Entonces empecé a ver de otra manera la superficie blanca del papel en el que iba a dibujar. Dejó de ser una página limpia, lisa, para convertirse en un espacio vacío. Su blancura se transformó en una zona de luz ilimitada, opaca, por la que uno podía moverse, pero no ver a su través. Sabía que en cuanto dibujara una línea en ella —o a través de ella— tendría que controlarla, no como el conductor de un coche, en un solo plano, sino como un piloto en el aire, ya que el movimiento era posible en las tres dimensiones.
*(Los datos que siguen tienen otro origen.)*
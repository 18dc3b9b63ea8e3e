//! Logging shims.
//!
//! With the `tracing` feature the macros re-export `tracing`'s; without it they
//! expand to nothing so call sites stay unconditional. The no-op macros carry
//! distinct names and are renamed on re-export: a bare `use warn;` would be
//! ambiguous with the built-in `#[warn]` attribute.

#[cfg(feature = "tracing")]
pub(crate) use tracing::{debug, trace, warn};

#[cfg(not(feature = "tracing"))]
macro_rules! noop_debug {
    ($($arg:tt)*) => {};
}

#[cfg(not(feature = "tracing"))]
macro_rules! noop_trace {
    ($($arg:tt)*) => {};
}

#[cfg(not(feature = "tracing"))]
macro_rules! noop_warn {
    ($($arg:tt)*) => {};
}

#[cfg(not(feature = "tracing"))]
pub(crate) use noop_debug as debug;
#[cfg(not(feature = "tracing"))]
pub(crate) use noop_trace as trace;
#[cfg(not(feature = "tracing"))]
pub(crate) use noop_warn as warn;
#![forbid(unsafe_code)]

//! JSONL evidence for failed-run forensics.
//!
//! Tests append one entry per interesting step (attach, write, frame, render)
//! and dump the log on failure. Each line is a standalone JSON object:
//!
//! ```text
//! {"seq":0,"case":"throttle","step":"attach","detail":{"renders":1}}
//! ```

use serde::Serialize;
use serde_json::Value as Json;

/// One evidence line.
#[derive(Debug, Clone, PartialEq, Serialize)]
pub struct EvidenceEntry {
    pub seq: u64,
    pub case: String,
    pub step: String,
    pub detail: Json,
}

/// Ordered evidence log for one test case.
#[derive(Debug, Clone, Default)]
pub struct EvidenceLog {
    case: String,
    entries: Vec<EvidenceEntry>,
}

impl EvidenceLog {
    #[must_use]
    pub fn new(case: impl Into<String>) -> Self {
        Self {
            case: case.into(),
            entries: Vec::new(),
        }
    }

    /// Append a step with a structured detail payload.
    pub fn record(&mut self, step: impl Into<String>, detail: impl Serialize) {
        let detail = serde_json::to_value(detail).unwrap_or(Json::Null);
        let seq = self.entries.len() as u64;
        self.entries.push(EvidenceEntry {
            seq,
            case: self.case.clone(),
            step: step.into(),
            detail,
        });
    }

    #[must_use]
    pub fn entries(&self) -> &[EvidenceEntry] {
        &self.entries
    }

    /// Steps in order.
    #[must_use]
    pub fn steps(&self) -> Vec<&str> {
        self.entries.iter().map(|e| e.step.as_str()).collect()
    }

    /// One JSON object per line.
    #[must_use]
    pub fn to_jsonl(&self) -> String {
        self.entries
            .iter()
            .filter_map(|entry| serde_json::to_string(entry).ok())
            .collect::<Vec<_>>()
            .join("\n")
    }

    /// Emit the log through `tracing` at debug level, one event per entry.
    pub fn emit(&self) {
        for line in self.to_jsonl().lines() {
            tracing::debug!(target: "rxel_harness::evidence", "{line}");
        }
    }
}
#![forbid(unsafe_code)]

//! Render callback recorder.

use std::cell::RefCell;
use std::rc::Rc;

use rxel_runtime::{HostElement, RenderRoot};

/// One render callback invocation.
#[derive(Debug, Clone, PartialEq)]
pub struct RenderRecord<T> {
    pub output: T,
    pub isolated: bool,
}

/// Shared log of render callback invocations.
///
/// Clones share the same log; hand [`sink`](Self::sink) to
/// `ElementClassBuilder::build` and inspect the original.
#[derive(Debug)]
pub struct RenderLog<T> {
    records: Rc<RefCell<Vec<RenderRecord<T>>>>,
}

impl<T> Clone for RenderLog<T> {
    fn clone(&self) -> Self {
        Self {
            records: Rc::clone(&self.records),
        }
    }
}

impl<T> Default for RenderLog<T> {
    fn default() -> Self {
        Self {
            records: Rc::new(RefCell::new(Vec::new())),
        }
    }
}

impl<T: Clone + 'static> RenderLog<T> {
    #[must_use]
    pub fn new() -> Self {
        Self::default()
    }

    /// A render callback appending to this log.
    pub fn sink<H: HostElement>(&self) -> impl Fn(T, &RenderRoot<H>) + 'static {
        let records = Rc::clone(&self.records);
        move |output: T, root: &RenderRoot<H>| {
            records.borrow_mut().push(RenderRecord {
                output,
                isolated: root.is_isolated(),
            });
        }
    }

    #[must_use]
    pub fn len(&self) -> usize {
        self.records.borrow().len()
    }

    #[must_use]
    pub fn is_empty(&self) -> bool {
        self.records.borrow().is_empty()
    }

    /// Render outputs, oldest first.
    #[must_use]
    pub fn outputs(&self) -> Vec<T> {
        self.records
            .borrow()
            .iter()
            .map(|r| r.output.clone())
            .collect()
    }

    #[must_use]
    pub fn last(&self) -> Option<T> {
        self.records.borrow().last().map(|r| r.output.clone())
    }

    #[must_use]
    pub fn records(&self) -> Vec<RenderRecord<T>> {
        self.records.borrow().clone()
    }

    pub fn clear(&self) {
        self.records.borrow_mut().clear();
    }
}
Sin embargo, cuando hice una marca, en algún punto por debajo de las costillas en primer plano, la naturaleza de la página volvió a cambiar. De pronto la zona de luz opaca dejó de ser ilimitada. Lo que había dibujado cambió toda la página, del mismo modo que el agua de una pecera cambia en cuanto metes un pez en ella. A partir de ese momento uno ya solo mira al pez. El agua pasa a ser simplemente la condición de su existencia y la zona en la que puede nadar.
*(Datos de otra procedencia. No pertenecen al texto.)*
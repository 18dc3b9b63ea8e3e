#![forbid(unsafe_code)]

//! Render scheduling.
//!
//! The render pipeline is
//!
//! ```text
//! startup tick ─┐
//! change feed ──┼─► merge ─► throttle(scheduler) ─► template(props) ─► render(out, root)
//! requests ─────┘
//! ```
//!
//! The startup tick fires once per subscription, so attaching always renders
//! even when the shared feed is already connected by another consumer and
//! therefore replays nothing. When this pipeline is the one connecting the
//! feed, the cells' replay arrives during the same subscribe call and the
//! throttle folds it into that single leading render.
//!
//! The pipeline is registered with the instance's lifecycle bridge at
//! construction: it only runs while attached, and detaching cancels any
//! pending trailing render.

use std::cell::Cell;
use std::fmt;
use std::rc::Rc;

use rxel_core::EffectTarget;
use tracing::trace;

use crate::feed::{ChangeFeed, Props};
use crate::reactive::{Stream, Subject};
use crate::scheduler::Scheduler;

/// The host element an instance is attached to.
pub trait HostElement: EffectTarget + 'static {
    /// Isolated rendering surface (for example a shadow root).
    type Surface: 'static;

    /// Create the isolated surface. Called once per instance when the class
    /// asks for an isolated root.
    fn attach_isolated_root(&self) -> Self::Surface;
}

/// Where render output goes.
pub enum RenderRoot<H: HostElement> {
    /// Render into the host element itself.
    Host(Rc<H>),
    /// Render into the host's isolated surface.
    Isolated(H::Surface),
}

impl<H: HostElement> RenderRoot<H> {
    #[must_use]
    pub fn is_isolated(&self) -> bool {
        matches!(self, Self::Isolated(_))
    }

    #[must_use]
    pub fn surface(&self) -> Option<&H::Surface> {
        match self {
            Self::Isolated(surface) => Some(surface),
            Self::Host(_) => None,
        }
    }
}

impl<H: HostElement> fmt::Debug for RenderRoot<H> {
    fn fmt(&self, f: &mut fmt::Formatter<'_>) -> fmt::Result {
        match self {
            Self::Host(_) => f.write_str("RenderRoot::Host"),
            Self::Isolated(_) => f.write_str("RenderRoot::Isolated"),
        }
    }
}

/// Template: current props to render input.
pub type TemplateFn<T> = Rc<dyn Fn(&Props) -> T>;

/// Render callback: template output into the render root.
pub type RenderFn<H, T> = Rc<dyn Fn(T, &RenderRoot<H>)>;

/// Everything the render pipeline needs from one instance.
pub(crate) struct RenderPipeline<H: HostElement, T: 'static> {
    pub(crate) template: TemplateFn<T>,
    pub(crate) render: RenderFn<H, T>,
    pub(crate) root: Rc<RenderRoot<H>>,
    pub(crate) scheduler: Rc<dyn Scheduler>,
    pub(crate) renders: Rc<Cell<u64>>,
}

impl<H: HostElement, T: 'static> RenderPipeline<H, T> {
    /// Build the throttled render stream over `feed` and explicit `requests`.
    pub(crate) fn stream(self, feed: &ChangeFeed, requests: &Subject<()>) -> Stream<()> {
        let changes = feed.stream().map(|_| ());
        let props = feed.props().clone();
        let Self {
            template,
            render,
            root,
            scheduler,
            renders,
        } = self;
        let scheduler_name = scheduler.name();
        Stream::merge([Stream::of(()), changes, requests.stream()])
            .throttle(scheduler)
            .inspect(move |()| {
                renders.set(renders.get() + 1);
                trace!(
                    class = props.config().class_name(),
                    scheduler = scheduler_name,
                    render = renders.get(),
                    "render.tick"
                );
                let output = template(&props);
                render(output, &root);
            })
    }
}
Pero entonces, cuando atravesé el cuerpo para marcar el contorno del hombro en segundo plano, ocurrió otro cambio. No era algo tan sencillo como meter otro pez en la pecera. La segunda línea modificó la naturaleza de la primera. Hasta ese momento, la primera línea parecía carecer de objetivo, ahora la segunda le daba un significado fijo y determinado. Juntas, las dos líneas sujetaban los bordes de la zona que había entre ellas, y esta zona, en tensión por la fuerza que en su momento había dado a toda la página la potencialidad de profundidad, se levantaba como para sugerir una forma tridimensional. El dibujo había comenzado.
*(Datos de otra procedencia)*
#![forbid(unsafe_code)]

//! End-to-end element fixture on a lab clock.
//!
//! [`ElementFixture`] wires a [`RecordingHost`], a [`TimerScheduler`] driven
//! by a [`LabClock`], and a [`RenderLog`] whose template output is the
//! property snapshot at render time.

use std::rc::Rc;
use std::time::Duration;

use rxel_core::{ComponentClass, EffectRegistry, Value};
use rxel_runtime::{Element, ElementClass, LabClock, Props, Result, TimerScheduler};

use crate::evidence::EvidenceLog;
use crate::host::RecordingHost;
use crate::render_log::RenderLog;

/// Template output of fixture elements: `(field, value)` in declaration order.
pub type Snapshot = Vec<(String, Value)>;

/// Element under test plus everything needed to drive and observe it.
pub struct ElementFixture {
    pub clock: LabClock,
    pub scheduler: Rc<TimerScheduler>,
    pub host: Rc<RecordingHost>,
    pub renders: RenderLog<Snapshot>,
    pub class: Rc<ElementClass<RecordingHost, Snapshot>>,
    pub element: Element<RecordingHost, Snapshot>,
    pub evidence: EvidenceLog,
}

impl ElementFixture {
    /// Throttle interval used by [`new`](Self::new).
    pub const INTERVAL: Duration = Duration::from_millis(16);

    #[must_use]
    pub fn new(case: &str, properties: Rc<ComponentClass>) -> Self {
        Self::with_effects(case, properties, EffectRegistry::standard())
    }

    #[must_use]
    pub fn with_effects(case: &str, properties: Rc<ComponentClass>, effects: EffectRegistry) -> Self {
        let clock = LabClock::new();
        let scheduler = Rc::new(TimerScheduler::new(Self::INTERVAL).with_clock(&clock));
        let host = Rc::new(RecordingHost::new());
        let renders = RenderLog::new();
        let class = Rc::new(
            ElementClass::builder(properties)
                .scheduler(scheduler.clone())
                .effects(effects)
                .build(Props::snapshot, renders.sink()),
        );
        let element = Element::new(&class, Rc::clone(&host));
        Self {
            clock,
            scheduler,
            host,
            renders,
            class,
            element,
            evidence: EvidenceLog::new(case),
        }
    }

    pub fn attach(&mut self) -> Result<()> {
        let result = self.element.on_attach();
        self.note("attach");
        result
    }

    pub fn detach(&mut self) {
        self.element.on_detach();
        self.note("detach");
    }

    pub fn set(&mut self, field: &str, value: impl Into<Value>) -> Result<()> {
        let value = value.into();
        let shown = value.to_string();
        let result = self.element.set(field, value);
        self.evidence.record("set", (field, shown, self.renders.len()));
        result
    }

    /// Advance the lab clock and run due timers. Returns timers run.
    pub fn advance(&mut self, delta: Duration) -> usize {
        self.clock.advance(delta);
        let ran = self.scheduler.run_due();
        self.evidence
            .record("advance", (delta.as_millis() as u64, ran, self.renders.len()));
        ran
    }

    /// Advance one interval at a time until no timer is pending.
    pub fn settle(&mut self) {
        while self.scheduler.next_due().is_some() {
            self.advance(Self::INTERVAL);
        }
    }

    /// Latest rendered value of `field`.
    #[must_use]
    pub fn last_rendered(&self, field: &str) -> Option<Value> {
        self.renders
            .last()?
            .into_iter()
            .find(|(name, _)| name == field)
            .map(|(_, value)| value)
    }

    fn note(&mut self, step: &str) {
        let attached = self.element.is_attached();
        let renders = self.renders.len();
        self.evidence.record(step, (attached, renders));
    }
}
La tercera dimensión, el volumen de la silla, del cuerpo, del árbol es, al menos en lo que concierne a nuestros sentidos, la prueba misma de nuestra existencia. Constituye la diferencia entre la palabra y el mundo. Cuando miré al modelo, me quedé maravillado ante el simple hecho de que tuviera volumen, de que ocupara espacio, de que fuera más que la suma total de diez mil visiones de él desde diez mil puntos de vista diferentes. Esperaba que mi dibujo, que era inevitablemente una visión desde un solo punto de vista, terminara dejando entrever este número ilimitado de otras facetas. Pero por ahora se trataba simplemente de construir y refinar las formas hasta que sus tensiones empezaran a parecerse a aquellas que veía en el modelo. Por supuesto, sería muy fácil equivocarse, darle un énfasis excesivo y hacerlo explotar como un globo o desmoronarse como arcilla demasiado fina en el torno; o podría quedar irrevocablemente contrahecho y perder su centro de gravedad. Sin embargo, ahí estaba. Las posibilidades infinitas, opacas, de la página en blanco habían pasado a ser concretas y luminosas. Mi tarea ahora consistía en coordinar y medir, pero no medir por pulgadas, como quien mide una onza de pasas contándolas, sino medir por el ritmo, el volumen y el desplazamiento: calcular las distancias y los ángulos como un pájaro que volara a través de una celosía de ramas; visualizar la planta como un arquitecto; sentir la presión de mis líneas y garabatos en la superficie última del papel, al igual que un marinero siente la tensión de sus velas a fin de ceñir más o menos el viento.